弟は、僕の想像よりもキレイで美しかった。
そしてその、あまりにも清らかな姿に、想像でも汚してはいけないと思った。
その日から、僕が求める夜の相手はあの子と正反対の人になった。
何も考えられないくらい、激しく犯されたい。
目を閉じても激しく体を開かれ、突かれ、考える間もなく快感の渦に飲み込んでくれるような、そんな人を選んだ。
早く、弟を忘れなくてはならないと思ったから。
なのにあの日、あの夏の暑い日、あの子は僕のところに来て、僕を抱いた。
本当は抗わなければいけなかった。
生徒で、中学生で、同性で、そして弟。
どれひとつとっても、僕たちが体を深く繋げていい理由なんてなかった。
だけど僕にはそれが出来なかった。ずっとあの子を求めていたのだ。
あの子に抱かれたくて、どうしようもなくて、一夜の男に身を委ねていた僕は、目の前にいる本物に抗えなかった。だから、あの子に止めて欲しかった。勘違いだと、気の迷いだと、そう思わせたくて兄弟だと告げたのに・・・。けれどそれは逆効果となり、余計にあの子を焚き付ける形になった。
でもある意味、僕の告白は成功したようだった。
あれからあの子は、僕の前に現れなくなった。恐らく、母親に聞いたのだろう。そして知ったのだ。僕達は紛れもなく兄弟だということを。

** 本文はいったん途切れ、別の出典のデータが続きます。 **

//! Outbound resilience queue.
//!
//! Messages that reached no peer, or that the caller wants delivered at
//! least once, wait here in one global FIFO. A retry pass walks the queue
//! front to back and stops at the first failed attempt, so a later message
//! is never delivered ahead of an earlier one. An entry that fails
//! `max_attempts` times becomes [`EntryStatus::Failed`] and its receipt
//! resolves with [`QueueError::Exhausted`].

mod entry;
mod worker;

use std::collections::VecDeque;
use std::future::Future;
use std::sync::atomic::{AtomicU64, Ordering};
use std::sync::{Mutex, MutexGuard};
use std::time::Duration;

use serde::{Deserialize, Serialize};
use tokio::sync::{oneshot, Notify};
use tracing::{debug, info, warn};

pub use entry::{DeliveryReceipt, EntryId, EntryStatus, QueueEntry};
pub use worker::RetryWorker;

use crate::config::duration_ms;
use crate::core::{QueueError, MAX_DELIVERY_ATTEMPTS, MAX_QUEUE_ENTRIES, RETRY_INTERVAL};
use entry::Outcome;

/// Something that can deliver an encoded message.
pub trait Dispatch: Send + Sync + 'static {
    /// Deliver `payload`, returning how many peers received it.
    fn dispatch(&self, payload: &[u8]) -> impl Future<Output = usize> + Send;
}

/// Queue settings.
#[derive(Debug, Clone, PartialEq, Serialize, Deserialize)]
#[serde(default)]
pub struct QueueConfig {
    /// Capacity; enqueue fails beyond it.
    pub max_entries: usize,
    /// Delivery attempts before an entry fails permanently.
    pub max_attempts: u32,
    /// Period of the background retry pass.
    #[serde(rename = "retry_interval_ms", with = "duration_ms")]
    pub retry_interval: Duration,
}

impl Default for QueueConfig {
    fn default() -> Self {
        Self {
            max_entries: MAX_QUEUE_ENTRIES,
            max_attempts: MAX_DELIVERY_ATTEMPTS,
            retry_interval: RETRY_INTERVAL,
        }
    }
}

impl QueueConfig {
    pub(crate) fn validate(&self) -> Result<(), String> {
        if self.max_entries == 0 {
            return Err("queue max_entries must be positive".to_string());
        }
        if self.max_attempts == 0 {
            return Err("queue max_attempts must be positive".to_string());
        }
        if self.retry_interval.is_zero() {
            return Err("queue retry interval must be positive".to_string());
        }
        Ok(())
    }
}

/// Lifetime counters.
#[derive(Debug, Clone, Copy, Default, PartialEq, Eq, Serialize)]
pub struct QueueStats {
    /// Entries accepted.
    pub enqueued: u64,
    /// Entries delivered.
    pub completed: u64,
    /// Entries that exhausted their attempts.
    pub exhausted: u64,
    /// Failed delivery attempts.
    pub failed_attempts: u64,
}

/// Result of one retry pass.
#[derive(Debug, Clone, Default, PartialEq, Eq)]
pub struct PassReport {
    /// Entries delivered.
    pub completed: Vec<EntryId>,
    /// Entry whose attempt failed and stopped the pass, if any.
    pub failed: Option<EntryId>,
    /// Entries that became permanently failed.
    pub exhausted: Vec<EntryId>,
}

struct Slot {
    entry: QueueEntry,
    receipt: Option<oneshot::Sender<Outcome>>,
}

impl Slot {
    fn settle(&mut self, status: EntryStatus, outcome: Outcome) {
        self.entry.status = status;
        if let Some(tx) = self.receipt.take() {
            let _ = tx.send(outcome);
        }
    }
}

#[derive(Default)]
struct Inner {
    slots: VecDeque<Slot>,
    closed: bool,
    stats: QueueStats,
}

/// Global FIFO of undelivered messages.
///
/// Any number of tasks may enqueue concurrently. Retry passes are
/// serialized.
pub struct OutboundQueue {
    config: QueueConfig,
    inner: Mutex<Inner>,
    pass: tokio::sync::Mutex<()>,
    next_id: AtomicU64,
    wake: Notify,
}

impl std::fmt::Debug for OutboundQueue {
    fn fmt(&self, f: &mut std::fmt::Formatter<'_>) -> std::fmt::Result {
        f.debug_struct("OutboundQueue")
            .field("config", &self.config)
            .field("len", &self.len())
            .finish_non_exhaustive()
    }
}

impl Default for OutboundQueue {
    fn default() -> Self {
        Self::new(QueueConfig::default())
    }
}

impl OutboundQueue {
    /// Empty queue.
    pub fn new(config: QueueConfig) -> Self {
        Self {
            config,
            inner: Mutex::new(Inner::default()),
            pass: tokio::sync::Mutex::new(()),
            next_id: AtomicU64::new(1),
            wake: Notify::new(),
        }
    }

    /// Settings in effect.
    pub fn config(&self) -> &QueueConfig {
        &self.config
    }

    fn lock(&self) -> MutexGuard<'_, Inner> {
        self.inner.lock().unwrap_or_else(|e| e.into_inner())
    }

    /// Append an encoded message.
    pub fn enqueue(&self, payload: Vec<u8>) -> Result<(EntryId, DeliveryReceipt), QueueError> {
        let mut inner = self.lock();
        if inner.closed {
            return Err(QueueError::Closed);
        }
        if inner.slots.len() >= self.config.max_entries {
            warn!(capacity = self.config.max_entries, "outbound queue full, rejecting message");
            return Err(QueueError::Full(self.config.max_entries));
        }

        let id = EntryId(self.next_id.fetch_add(1, Ordering::Relaxed));
        let (tx, receipt) = DeliveryReceipt::new(id);
        debug!(entry = %id, bytes = payload.len(), queued = inner.slots.len() + 1, "message queued");
        inner.slots.push_back(Slot {
            entry: QueueEntry::new(id, payload),
            receipt: Some(tx),
        });
        inner.stats.enqueued += 1;
        Ok((id, receipt))
    }

    /// Ask the retry worker to run a pass now.
    pub fn wake(&self) {
        self.wake.notify_one();
    }

    pub(crate) async fn woken(&self) {
        self.wake.notified().await;
    }

    /// Entries not yet terminal, front first.
    pub fn entries(&self) -> Vec<QueueEntry> {
        self.lock().slots.iter().map(|s| s.entry.clone()).collect()
    }

    /// Number of queued entries.
    pub fn len(&self) -> usize {
        self.lock().slots.len()
    }

    /// Whether nothing is queued.
    pub fn is_empty(&self) -> bool {
        self.len() == 0
    }

    /// Lifetime counters.
    pub fn stats(&self) -> QueueStats {
        self.lock().stats
    }

    /// Attempt delivery of queued entries in order.
    ///
    /// The pass ends when the queue is empty or an attempt fails. The lock
    /// is not held while `dispatcher` runs, so enqueues proceed meanwhile.
    pub async fn retry_pass<D: Dispatch>(&self, dispatcher: &D) -> PassReport {
        let _pass = self.pass.lock().await;
        let mut report = PassReport::default();

        loop {
            let (id, payload) = {
                let mut inner = self.lock();
                let Some(front) = inner.slots.front_mut() else {
                    break;
                };
                front.entry.status = EntryStatus::Sending;
                (front.entry.id, front.entry.payload.clone())
            };

            let delivered = dispatcher.dispatch(&payload).await;

            let mut inner = self.lock();
            let Some(position) = inner.slots.iter().position(|s| s.entry.id == id) else {
                // Closed while the attempt was in flight.
                break;
            };

            if delivered > 0 {
                if let Some(mut slot) = inner.slots.remove(position) {
                    slot.settle(EntryStatus::Completed, Ok(delivered));
                }
                inner.stats.completed += 1;
                debug!(entry = %id, peers = delivered, "queued message delivered");
                report.completed.push(id);
                continue;
            }

            inner.stats.failed_attempts += 1;
            let max_attempts = self.config.max_attempts;
            let retries = {
                let slot = &mut inner.slots[position];
                slot.entry.retries += 1;
                slot.entry.retries
            };

            if retries >= max_attempts {
                if let Some(mut slot) = inner.slots.remove(position) {
                    slot.settle(
                        EntryStatus::Failed,
                        Err(QueueError::Exhausted {
                            entry: id.0,
                            attempts: retries,
                        }),
                    );
                }
                inner.stats.exhausted += 1;
                warn!(entry = %id, attempts = retries, "queued message exhausted delivery attempts");
                report.exhausted.push(id);
            } else {
                inner.slots[position].entry.status = EntryStatus::Pending;
                debug!(entry = %id, retries, "queued message not delivered, will retry");
            }
            report.failed = Some(id);
            break;
        }

        report
    }

    /// Put any entry left mid-attempt by a cancelled pass back to pending.
    pub(crate) fn requeue_in_flight(&self) {
        for slot in self.lock().slots.iter_mut() {
            if slot.entry.status == EntryStatus::Sending {
                slot.entry.status = EntryStatus::Pending;
            }
        }
    }

    /// Reject further enqueues and resolve every outstanding receipt with
    /// [`QueueError::Closed`].
    pub fn close(&self) {
        let mut inner = self.lock();
        if inner.closed {
            return;
        }
        inner.closed = true;
        let abandoned = inner.slots.len();
        for mut slot in inner.slots.drain(..) {
            slot.settle(EntryStatus::Failed, Err(QueueError::Closed));
        }
        if abandoned > 0 {
            info!(abandoned, "outbound queue closed with undelivered messages");
        }
        self.wake.notify_waiters();
    }

    /// Whether [`close`](Self::close) was called.
    pub fn is_closed(&self) -> bool {
        self.lock().closed
    }
}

知らなかったとはいえ、犯してしまった過ちに罪の意識を感じてしまったのか。それとも、実の兄を抱いたことへ嫌悪しているのか。
とにかく、あの子はあれから一切僕と関わりを持たなくなった。
もう、あの視線を感じることも無い。
あの子はあの日を後悔しているかもしれないけど、僕にとってはかけがえのないものとなった。
あの日の思い出が、あの子の感触が、僕に生きる理由を与えた。
この記憶があれば、僕は生きていける。
あの子の触れた体を他の人に触れさせたくなくて、僕は一夜の相手を探すのをやめた。
そして誰にも心を動かされず、ただただあの子を思い、日々を過ごした。